Wednesday 29 September 2010

Helping People To Get Help or, Anorexia Porn

I was on the ITV 1 Good Morning programme today with two girls who are in recovery from anorexia. To illustrate how bad anorexia can be, they showed a photo one of of the girls, taken when she was only 3 stones in weight and close to death. The girl is now a healthy weight and despite never having menstruated, now has a healthy baby boy.

Some people say that showing such pictures is shocking and unnecessary. They say it trivialises and sensationalises anorexia and would cause harm to some watchers.

I am not so sure. It just doesnt have much emotional impact to say I have had anorexia really badly and now I am well. They say that a picture is worth a thousand words.

Personally, I am more upset by scenes of gratuitous violence in the visual media than I am upset by the "ana" pictures that inspire some people on pro-anorexia websites.

How else can we portray the madness and the pain of anorexia and how it affects some sufferers? When I have the answer, I will blog again.

Saturday 25 September 2010

If I Knew Then What I Know Now - Bulimia My Torment

Can warnings from a former bulimia sufferer help vulnerable people to avoid going down the eating disorder route?  Bonita Norris, who has climbed Mount Everest both literally and in her experience of bulimia wants to tell her story in schools to help people who have the illness feel supported and hopefully to prevent others from going through the hell and misery that has come with her illness. And I would like to help her.

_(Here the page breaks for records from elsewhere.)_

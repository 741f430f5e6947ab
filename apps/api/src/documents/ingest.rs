//! Document Ingestion — validates an uploaded contract and writes it through
//! every configured credential scope.
//!
//! The bytes are spilled to a `NamedTempFile` for the upload; the temp file is
//! removed when it drops, so no exit path leaves a local copy behind.

use std::io::Write;

use axum::extract::Multipart;
use bytes::Bytes;
use tempfile::NamedTempFile;
use tracing::{debug, info, warn};

use crate::errors::AppError;
use crate::llm_client::{CredentialScope, LlmClient, RemoteFile};

pub const PDF_MIME_TYPE: &str = "application/pdf";
pub const REQUIRED_FIELDS_MESSAGE: &str = "File and weeklyChargesBand are required.";
pub const PDF_ONLY_MESSAGE: &str = "Only PDF files are accepted.";

const FILE_FIELD: &str = "file";
const BAND_FIELD: &str = "weeklyChargesBand";
const FALLBACK_FILE_NAME: &str = "contract.pdf";

/// A contract upload as received from the client, before anything leaves the process.
#[derive(Debug, Clone)]
pub struct ContractUpload {
    pub file_name: String,
    pub content_type: Option<String>,
    pub bytes: Bytes,
    pub weekly_charges_band: String,
}

/// The remote handles produced by one ingestion, one per configured scope.
#[derive(Debug, Clone)]
pub struct IngestedDocument {
    pub primary: RemoteFile,
    pub alternate: Option<RemoteFile>,
}

/// Reads the `file` and `weeklyChargesBand` parts of a multipart form.
/// Unknown parts are ignored.
pub async fn read_upload(mut multipart: Multipart) -> Result<ContractUpload, AppError> {
    let mut file: Option<(Option<String>, Option<String>, Bytes)> = None;
    let mut band: Option<String> = None;

    while let Some(field) = multipart
        .next_field()
        .await
        .map_err(|e| AppError::Validation(format!("Invalid multipart body: {e}")))?
    {
        let name = field.name().map(str::to_string);
        match name.as_deref() {
            Some(FILE_FIELD) => {
                let file_name = field.file_name().map(str::to_string);
                let content_type = field.content_type().map(str::to_string);
                let bytes = field
                    .bytes()
                    .await
                    .map_err(|e| AppError::Validation(format!("Invalid file part: {e}")))?;
                file = Some((file_name, content_type, bytes));
            }
            Some(BAND_FIELD) => {
                let text = field
                    .text()
                    .await
                    .map_err(|e| AppError::Validation(format!("Invalid {BAND_FIELD} part: {e}")))?;
                band = Some(text);
            }
            _ => debug!("Ignoring multipart field {:?}", name),
        }
    }

    let band = band
        .map(|b| b.trim().to_string())
        .filter(|b| !b.is_empty());

    match (file, band) {
        (Some((file_name, content_type, bytes)), Some(weekly_charges_band))
            if !bytes.is_empty() =>
        {
            Ok(ContractUpload {
                file_name: file_name
                    .filter(|n| !n.trim().is_empty())
                    .unwrap_or_else(|| FALLBACK_FILE_NAME.to_string()),
                content_type,
                bytes,
                weekly_charges_band,
            })
        }
        _ => Err(AppError::Validation(REQUIRED_FIELDS_MESSAGE.to_string())),
    }
}

/// Rejects anything not declared as a PDF. Runs before any remote call.
pub fn ensure_pdf(content_type: Option<&str>) -> Result<(), AppError> {
    let essence = content_type
        .and_then(|ct| ct.split(';').next())
        .map(|ct| ct.trim().to_ascii_lowercase());

    match essence.as_deref() {
        Some(PDF_MIME_TYPE) => Ok(()),
        _ => Err(AppError::Validation(PDF_ONLY_MESSAGE.to_string())),
    }
}

/// Uploads `upload` under the primary scope and, when configured, the alternate
/// scope. Both uploads run concurrently and both handles are returned.
pub async fn ingest_document(
    llm: &LlmClient,
    upload: &ContractUpload,
) -> Result<IngestedDocument, AppError> {
    ensure_pdf(upload.content_type.as_deref())?;

    let spill = spill_to_tempfile(upload.bytes.clone()).await?;
    let path = spill.path();
    debug!("Spilled {} bytes to {}", upload.bytes.len(), path.display());

    let primary_upload =
        llm.upload_file(CredentialScope::Primary, path, PDF_MIME_TYPE, &upload.file_name);

    let document = if llm.supports_scope(CredentialScope::Alternate) {
        let alternate_upload =
            llm.upload_file(CredentialScope::Alternate, path, PDF_MIME_TYPE, &upload.file_name);
        let (primary, alternate) = tokio::try_join!(primary_upload, alternate_upload)
            .map_err(|e| AppError::from(e).context("Document upload failed"))?;
        IngestedDocument {
            primary,
            alternate: Some(alternate),
        }
    } else {
        warn!("Alternate credential scope not configured; uploading under the primary scope only");
        let primary = primary_upload
            .await
            .map_err(|e| AppError::from(e).context("Document upload failed"))?;
        IngestedDocument {
            primary,
            alternate: None,
        }
    };

    drop(spill);

    info!(
        "Ingested '{}' as {} (alternate: {})",
        upload.file_name,
        document.primary.name,
        document
            .alternate
            .as_ref()
            .map(|f| f.name.as_str())
            .unwrap_or("none")
    );

    Ok(document)
}

async fn spill_to_tempfile(bytes: Bytes) -> Result<NamedTempFile, AppError> {
    tokio::task::spawn_blocking(move || -> std::io::Result<NamedTempFile> {
        let mut file = tempfile::Builder::new()
            .prefix("contract-")
            .suffix(".pdf")
            .tempfile()?;
        file.write_all(&bytes)?;
        file.flush()?;
        Ok(file)
    })
    .await
    .map_err(|e| AppError::Internal(e.into()))?
    .map_err(|e| AppError::Internal(anyhow::Error::new(e).context("Failed to spill upload")))
}

#[cfg(test)]
mod tests {
    use super::*;

    #[test]
    fn test_ensure_pdf_accepts_pdf() {
        assert!(ensure_pdf(Some("application/pdf")).is_ok());
        assert!(ensure_pdf(Some("Application/PDF; name=contract.pdf")).is_ok());
    }

    #[test]
    fn test_ensure_pdf_rejects_other_types() {
        for ct in [Some("text/plain"), Some("application/octet-stream"), None] {
            let err = ensure_pdf(ct).unwrap_err();
            assert!(matches!(err, AppError::Validation(ref m) if m == PDF_ONLY_MESSAGE));
        }
    }

    #[tokio::test]
    async fn test_spilled_file_is_removed_on_drop() {
        let spill = spill_to_tempfile(Bytes::from_static(b"%PDF-1.4")).await.unwrap();
        let path = spill.path().to_path_buf();
        assert_eq!(std::fs::read(&path).unwrap(), b"%PDF-1.4");
        drop(spill);
        assert!(!path.exists());
    }
}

The discomfort that leads to bulimia doesnt hit quickly. It creeps up on you like cats paws until one day you are on a diet and the next day your control has broken down. Then, not only are you going to get fat all over again, you experience yourself as weak and pathetic to have given in to your most desired and feared foods. You dont know that binge eating is a normal response to dieting - you just blame yourself and you will do anything to stop yourself from gaining weight.

And if somone were to tell you not to go on a diet and you are just 15 and feeling just awful about your appearance; what will you do? Will you listen with your heart as well as with your ears to the warnings of people who have been there too?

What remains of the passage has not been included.